Ed ecco il primo annesso sconnesso. In occasione delle festività di fine anno 2021, l’esimio Amico prof. Franco Ferrarotti ed io – siccome, causa l’età non più verde di entrambi, abbiamo rispetto per le tradizioni – ci siamo scambiati gli auguri alla vecchia maniera. Buon Natale e Felice anno Nuovo vergati, come una volta, magari in un cartoncino con sopra il Presepe innevato e i pastori. Insomma, la lettera di carta, francobollata e inoltrata a mezzo posta. Forse, nostalgie inconsce. Non so quanto tempo sia trascorso tra la partenza e l’arrivo del mio augurio a Lui. So invece per certo che il suo a me è giunto dopo 7 giorni (dicesi sette) dal timbro di spedizione, per viaggiare nel breve percorso Roma – Terni.
Care Poste Italiane, con rispetto rifletto: Considerato che l’esseemmeesse, innovativa tecnica della telefonia, trasmesso un minuto fa, è già nel cellulare (o in altre diavolerie di ugual genere) della persona messaggiata, il servizio postale, che impiega una settimana per fare la stessa operazione, appare fuori dal tempo.

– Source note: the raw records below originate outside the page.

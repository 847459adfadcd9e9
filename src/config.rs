//! Configuration System using Figment
//!
//! Strongly-typed configuration for the labeling line. Configuration is loaded from:
//! 1. `config/prodline.toml` (or an explicit path)
//! 2. Environment variables prefixed with `PRODLINE_`, using `__` between
//!    section and key (e.g. `PRODLINE_DEVICE__PORT=/dev/ttyUSB0`)
//!
//! Every field has a default, so a missing file yields a usable configuration.
//!
//! # Example
//! ```no_run
//! use prodline::config::AppConfig;
//!
//! let config = AppConfig::load()?;
//! println!("Baud rate: {}", config.device.baud_rate);
//! # Ok::<(), prodline::error::ProdlineError>(())
//! ```

use crate::error::{AppResult, ProdlineError};
use crate::production::protocol::DeviceProtocol;
use figment::{
    providers::{Env, Format, Serialized, Toml},
    Figment,
};
use serde::{Deserialize, Serialize};
use std::path::{Path, PathBuf};
use std::time::Duration;

/// Default configuration file, relative to the working directory.
pub const DEFAULT_CONFIG_PATH: &str = "config/prodline.toml";

/// Top-level configuration
#[derive(Debug, Clone, Default, Serialize, Deserialize)]
pub struct AppConfig {
    /// Application settings
    #[serde(default)]
    pub application: ApplicationConfig,
    /// Serial device settings
    #[serde(default)]
    pub device: DeviceConfig,
    /// Production run pacing and wire vocabulary
    #[serde(default)]
    pub production: ProductionConfig,
    /// Label printer settings
    #[serde(default)]
    pub printer: PrinterConfig,
    /// Run log storage settings
    #[serde(default)]
    pub storage: StorageConfig,
}

/// Application-level configuration
#[derive(Debug, Clone, Serialize, Deserialize)]
pub struct ApplicationConfig {
    /// Application name
    #[serde(default = "default_name")]
    pub name: String,
    /// Logging level (trace, debug, info, warn, error)
    #[serde(default = "default_log_level")]
    pub log_level: String,
    /// Log output format (pretty, compact, json)
    #[serde(default = "default_log_format")]
    pub log_format: String,
}

/// Serial device configuration
#[derive(Debug, Clone, Serialize, Deserialize)]
pub struct DeviceConfig {
    /// Serial port path. When unset the chooser picks the only available port.
    #[serde(default)]
    pub port: Option<String>,
    /// Fixed baud rate used by the device firmware
    #[serde(default = "default_baud_rate")]
    pub baud_rate: u32,
    /// Terminator appended to every outbound command
    #[serde(default = "default_line_terminator")]
    pub line_terminator: String,
    /// Reopen the port once after a read-loop failure
    #[serde(default = "default_true")]
    pub reconnect_on_read_error: bool,
    /// Delay before the read-loop reconnect attempt
    #[serde(default = "default_reconnect_delay", with = "humantime_serde")]
    pub reconnect_delay: Duration,
}

/// Production run configuration
#[derive(Debug, Clone, Serialize, Deserialize)]
pub struct ProductionConfig {
    /// Labels printed before the device handshake begins
    #[serde(default = "default_initial_batch_size")]
    pub initial_batch_size: u32,
    /// Pause between the emergency stop command and finalization
    #[serde(default = "default_stop_settle", with = "humantime_serde")]
    pub stop_settle: Duration,
    /// Upper bound on a single signal wait. Unset waits indefinitely.
    #[serde(default, with = "humantime_serde")]
    pub signal_timeout: Option<Duration>,
    /// Device wire vocabulary
    #[serde(default)]
    pub protocol: DeviceProtocol,
}

/// Label printer configuration
#[derive(Debug, Clone, Serialize, Deserialize)]
pub struct PrinterConfig {
    /// Directory where rendered label payloads are spooled
    #[serde(default = "default_spool_dir")]
    pub spool_dir: PathBuf,
    /// How long to wait for print confirmation before assuming success
    #[serde(default = "default_fallback_timeout", with = "humantime_serde")]
    pub fallback_timeout: Duration,
}

/// Run log storage configuration
#[derive(Debug, Clone, Serialize, Deserialize)]
pub struct StorageConfig {
    /// Output directory for finalized run records
    #[serde(default = "default_output_dir")]
    pub output_dir: PathBuf,
}

// Default value functions
fn default_name() -> String {
    "prodline".to_string()
}

fn default_log_level() -> String {
    "info".to_string()
}

fn default_log_format() -> String {
    "pretty".to_string()
}

fn default_baud_rate() -> u32 {
    9600
}

fn default_line_terminator() -> String {
    "\n".to_string()
}

fn default_true() -> bool {
    true
}

fn default_reconnect_delay() -> Duration {
    Duration::from_millis(500)
}

fn default_initial_batch_size() -> u32 {
    20
}

fn default_stop_settle() -> Duration {
    Duration::from_millis(500)
}

fn default_spool_dir() -> PathBuf {
    PathBuf::from("spool")
}

fn default_fallback_timeout() -> Duration {
    Duration::from_secs(3)
}

fn default_output_dir() -> PathBuf {
    dirs::data_local_dir()
        .map(|dir| dir.join("prodline").join("runs"))
        .unwrap_or_else(|| PathBuf::from("runs"))
}

impl Default for ApplicationConfig {
    fn default() -> Self {
        Self {
            name: default_name(),
            log_level: default_log_level(),
            log_format: default_log_format(),
        }
    }
}

impl Default for DeviceConfig {
    fn default() -> Self {
        Self {
            port: None,
            baud_rate: default_baud_rate(),
            line_terminator: default_line_terminator(),
            reconnect_on_read_error: true,
            reconnect_delay: default_reconnect_delay(),
        }
    }
}

impl Default for ProductionConfig {
    fn default() -> Self {
        Self {
            initial_batch_size: default_initial_batch_size(),
            stop_settle: default_stop_settle(),
            signal_timeout: None,
            protocol: DeviceProtocol::default(),
        }
    }
}

impl Default for PrinterConfig {
    fn default() -> Self {
        Self {
            spool_dir: default_spool_dir(),
            fallback_timeout: default_fallback_timeout(),
        }
    }
}

impl Default for StorageConfig {
    fn default() -> Self {
        Self {
            output_dir: default_output_dir(),
        }
    }
}

impl AppConfig {
    /// Load configuration from `config/prodline.toml` and environment variables
    pub fn load() -> AppResult<Self> {
        Self::load_from(DEFAULT_CONFIG_PATH)
    }

    /// Load configuration from a specific file path
    ///
    /// A missing file is not an error; defaults and environment apply.
    pub fn load_from<P: AsRef<Path>>(path: P) -> AppResult<Self> {
        let config: AppConfig = Figment::from(Serialized::defaults(AppConfig::default()))
            .merge(Toml::file(path.as_ref()))
            .merge(Env::prefixed("PRODLINE_").split("__"))
            .extract()?;
        config.validate()?;
        Ok(config)
    }

    /// Validate configuration after loading
    pub fn validate(&self) -> AppResult<()> {
        let valid_levels = ["trace", "debug", "info", "warn", "error"];
        if !valid_levels.contains(&self.application.log_level.to_lowercase().as_str()) {
            return Err(ProdlineError::Configuration(format!(
                "Invalid log_level '{}'. Must be one of: {}",
                self.application.log_level,
                valid_levels.join(", ")
            )));
        }

        let valid_formats = ["pretty", "compact", "json"];
        if !valid_formats.contains(&self.application.log_format.as_str()) {
            return Err(ProdlineError::Configuration(format!(
                "Invalid log_format '{}'. Must be one of: {}",
                self.application.log_format,
                valid_formats.join(", ")
            )));
        }

        if self.device.baud_rate == 0 {
            return Err(ProdlineError::Configuration(
                "device.baud_rate must be greater than zero".into(),
            ));
        }

        if self.device.line_terminator.is_empty() {
            return Err(ProdlineError::Configuration(
                "device.line_terminator must not be empty".into(),
            ));
        }

        if self.production.initial_batch_size == 0 {
            return Err(ProdlineError::Configuration(
                "production.initial_batch_size must be greater than zero".into(),
            ));
        }

        if self.production.signal_timeout == Some(Duration::ZERO) {
            return Err(ProdlineError::Configuration(
                "production.signal_timeout must be greater than zero when set".into(),
            ));
        }

        self.production
            .protocol
            .validate()
            .map_err(ProdlineError::Configuration)
    }
}

#[cfg(test)]
mod tests {
    use super::*;
    use std::io::Write;

    #[test]
    fn test_defaults_are_valid() {
        let config = AppConfig::default();
        assert!(config.validate().is_ok());
        assert_eq!(config.device.baud_rate, 9600);
        assert_eq!(config.production.initial_batch_size, 20);
        assert!(config.production.signal_timeout.is_none());
    }

    #[test]
    fn test_missing_file_uses_defaults() {
        let dir = tempfile::tempdir().unwrap();
        let config = AppConfig::load_from(dir.path().join("absent.toml")).unwrap();
        assert_eq!(config.application.name, "prodline");
    }

    #[test]
    fn test_load_from_file() {
        let dir = tempfile::tempdir().unwrap();
        let path = dir.path().join("prodline.toml");
        let mut file = std::fs::File::create(&path).unwrap();
        writeln!(
            file,
            r#"
[device]
port = "/dev/ttyACM0"
baud_rate = 115200

[production]
initial_batch_size = 5
signal_timeout = "30s"

[production.protocol]
advance = "7"
"#
        )
        .unwrap();

        let config = AppConfig::load_from(&path).unwrap();
        assert_eq!(config.device.port.as_deref(), Some("/dev/ttyACM0"));
        assert_eq!(config.device.baud_rate, 115200);
        assert_eq!(config.production.initial_batch_size, 5);
        assert_eq!(
            config.production.signal_timeout,
            Some(Duration::from_secs(30))
        );
        assert_eq!(config.production.protocol.advance, "7");
        assert_eq!(config.production.protocol.unit_ack, "1");
    }

    #[test]
    fn test_invalid_log_level() {
        let mut config = AppConfig::default();
        config.application.log_level = "verbose".to_string();
        assert!(config.validate().is_err());
    }

    #[test]
    fn test_zero_batch_size_rejected() {
        let mut config = AppConfig::default();
        config.production.initial_batch_size = 0;
        assert!(matches!(
            config.validate(),
            Err(ProdlineError::Configuration(_))
        ));
    }

    #[test]
    fn test_zero_signal_timeout_rejected() {
        let mut config = AppConfig::default();
        config.production.signal_timeout = Some(Duration::ZERO);
        assert!(config.validate().is_err());
    }
}
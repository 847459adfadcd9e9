//! Production run state.
//!
//! [`RunPhase`] is the controller's state machine; [`ProductionRun`] is the
//! single authoritative value object holding a run's counters. All counter
//! mutation goes through [`ProductionRun::record_print`].
//!
//! # State Machine
//!
//! ```text
//! Idle ──start──> AwaitingTarget ──target──> PrintingInitialBatch
//!  ▲                   │                          │
//!  │                 cancel          batch < target│   batch == target
//!  │                   ▼                          ▼          │
//!  ├──────────────── Idle          AwaitingDeviceReady       │
//!  │                                         │ ready         │
//!  │                                         ▼               │
//!  │                                     Producing ──────────┤
//!  │                                                         ▼
//!  └──dismiss── Saved <──finalize── Stopping <──stop (any active phase)
//! ```

use super::order::serial_number;
use chrono::{DateTime, Local};
use serde::{Deserialize, Serialize};

/// Production run controller state.
#[derive(Debug, Clone, Copy, PartialEq, Eq, Serialize, Deserialize)]
pub enum RunPhase {
    /// No run in progress
    Idle,
    /// Order accepted, waiting for the operator's target count
    AwaitingTarget,
    /// Printing the first labels without device handshake
    PrintingInitialBatch,
    /// Start command sent, waiting for the batch-ready signal
    AwaitingDeviceReady,
    /// Per-unit advance/acknowledge/print loop
    Producing,
    /// Emergency stop sent, finalization pending or failed
    Stopping,
    /// Run persisted, summary shown
    Saved,
}

impl std::fmt::Display for RunPhase {
    fn fmt(&self, f: &mut std::fmt::Formatter<'_>) -> std::fmt::Result {
        match self {
            RunPhase::Idle => write!(f, "Idle"),
            RunPhase::AwaitingTarget => write!(f, "AwaitingTarget"),
            RunPhase::PrintingInitialBatch => write!(f, "PrintingInitialBatch"),
            RunPhase::AwaitingDeviceReady => write!(f, "AwaitingDeviceReady"),
            RunPhase::Producing => write!(f, "Producing"),
            RunPhase::Stopping => write!(f, "Stopping"),
            RunPhase::Saved => write!(f, "Saved"),
        }
    }
}

impl RunPhase {
    /// Whether a run is printing or waiting on the device.
    pub fn is_active(&self) -> bool {
        matches!(
            self,
            RunPhase::PrintingInitialBatch | RunPhase::AwaitingDeviceReady | RunPhase::Producing
        )
    }

    /// Whether a new run can be requested.
    pub fn can_begin(&self) -> bool {
        matches!(self, RunPhase::Idle)
    }
}

/// Why a run stopped.
#[derive(Debug, Clone, Copy, PartialEq, Eq, Serialize, Deserialize)]
#[serde(rename_all = "snake_case")]
pub enum StopReason {
    /// Operator pressed stop
    Operator,
    /// Emergency stop
    Emergency,
    /// Target count reached
    Completed,
}

impl std::fmt::Display for StopReason {
    fn fmt(&self, f: &mut std::fmt::Formatter<'_>) -> std::fmt::Result {
        match self {
            StopReason::Operator => write!(f, "operator stop"),
            StopReason::Emergency => write!(f, "emergency stop"),
            StopReason::Completed => write!(f, "target reached"),
        }
    }
}

/// In-memory labeling run.
#[derive(Debug, Clone, PartialEq, Eq)]
pub struct ProductionRun {
    target: u32,
    printed: u32,
    start_count: u32,
    started_at: DateTime<Local>,
    completed: bool,
    batch: String,
    serials: Vec<String>,
}

impl ProductionRun {
    /// Start a run of `target` units for `batch`. `target` must be positive.
    pub fn new(target: u32, batch: impl Into<String>, started_at: DateTime<Local>) -> Self {
        Self {
            target,
            printed: 0,
            start_count: 0,
            started_at,
            completed: false,
            batch: batch.into(),
            serials: Vec::with_capacity(target.min(1024) as usize),
        }
    }

    /// Target unit count.
    pub fn target(&self) -> u32 {
        self.target
    }

    /// Labels printed so far.
    pub fn printed(&self) -> u32 {
        self.printed
    }

    /// Counter value at run start.
    pub fn start_count(&self) -> u32 {
        self.start_count
    }

    /// Run start timestamp, captured once.
    pub fn started_at(&self) -> DateTime<Local> {
        self.started_at
    }

    /// Whether the target count was reached.
    pub fn is_completed(&self) -> bool {
        self.completed
    }

    /// Batch identifier.
    pub fn batch(&self) -> &str {
        &self.batch
    }

    /// Serial numbers of printed labels, in print order.
    pub fn serials(&self) -> &[String] {
        &self.serials
    }

    /// Units left to print.
    pub fn remaining(&self) -> u32 {
        self.target - self.printed
    }

    /// Serial number for the next label, or `None` when the target is reached.
    pub fn next_serial(&self) -> Option<String> {
        (self.printed < self.target).then(|| serial_number(&self.batch, self.printed + 1))
    }

    /// Count a confirmed print. Returns `false` (and changes nothing) once the
    /// target has been reached.
    pub fn record_print(&mut self, serial: String) -> bool {
        if self.printed >= self.target {
            return false;
        }
        self.printed += 1;
        self.serials.push(serial);
        self.completed = self.printed == self.target;
        true
    }
}

/// Point-in-time view of the controller for presentation.
#[derive(Debug, Clone, PartialEq, Eq)]
pub struct RunSnapshot {
    /// Current phase
    pub phase: RunPhase,
    /// Target count (0 without a run)
    pub target: u32,
    /// Printed count (0 without a run)
    pub printed: u32,
    /// Serial numbers generated
    pub serial_count: usize,
    /// Run start, if a run exists
    pub started_at: Option<DateTime<Local>>,
    /// Stop reason once stopping
    pub stop_reason: Option<StopReason>,
    /// Most recent surfaced error
    pub last_error: Option<String>,
}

Manco se quella gradita missiva dell’Amico Professore l’avessero recapitata con i cavalli, cambiati alle stazioni di posta. Bye,bye!
Secondo annesso doveroso. L’ex Presidente, ex Senatore, ex Cavaliere, ora è diventato anche ex Candidato alla Presidenza della Repubblica. S’era autoproposto all’alta carica e – dopo aver tenuto a lungo l’Italia per le orecchie – ha deciso (l’hanno “consigliato”?) di fare il passo indietro. E’ plausibile che, anche i suoi sodali, abbiano finito per spostare la “faccenda” dal solco stretto della semplice acquisizione (sic!) di voti, attraverso la questua postulante rivolta ai grandi elettori, al versante un po’ più nobile del decoro politico.
Subito, dal right side dell’italico schieramento, è partita la fiera dell’ipocrisia. Hanno detto di Lui: Oggi tutti (beh! Proprio tutti, tutti non credo) gli riconoscono di essere un grande statista; Ha anteposto gli interessi dell’Italia a quelli personali; Un gesto che testimonia la sua generosità e il senso dello Stato. Poi ancora, responsabilità, lungimiranza, spirito di sacrificio ed altri encomi di simile facezia. E’ mancata l’invocazione santo subito. Un po’ meno loquaci i due ragazzini che vogliono giocare con la storia (ipse dixit).
La scenografia adulatoria non è piaciuta all’interessato. Il vecchio patriarca dicono di averlo visto allontanarsi – barrendo sdegnato: i voti ce li avevo – verso il destino dei pachidermi offesi dal branco. Quasi che l’unica caratteristica per diventare Capo dello Stato fosse quella di saper raffazzonare suffragi, dispensando “obbligazioni”. A tal punto, Nilla Pizzi (ricordare la regina della canzone italiana?) avrebbe cantato il finale: Grazie dei fior e addio, per sempre addio, senza rancor!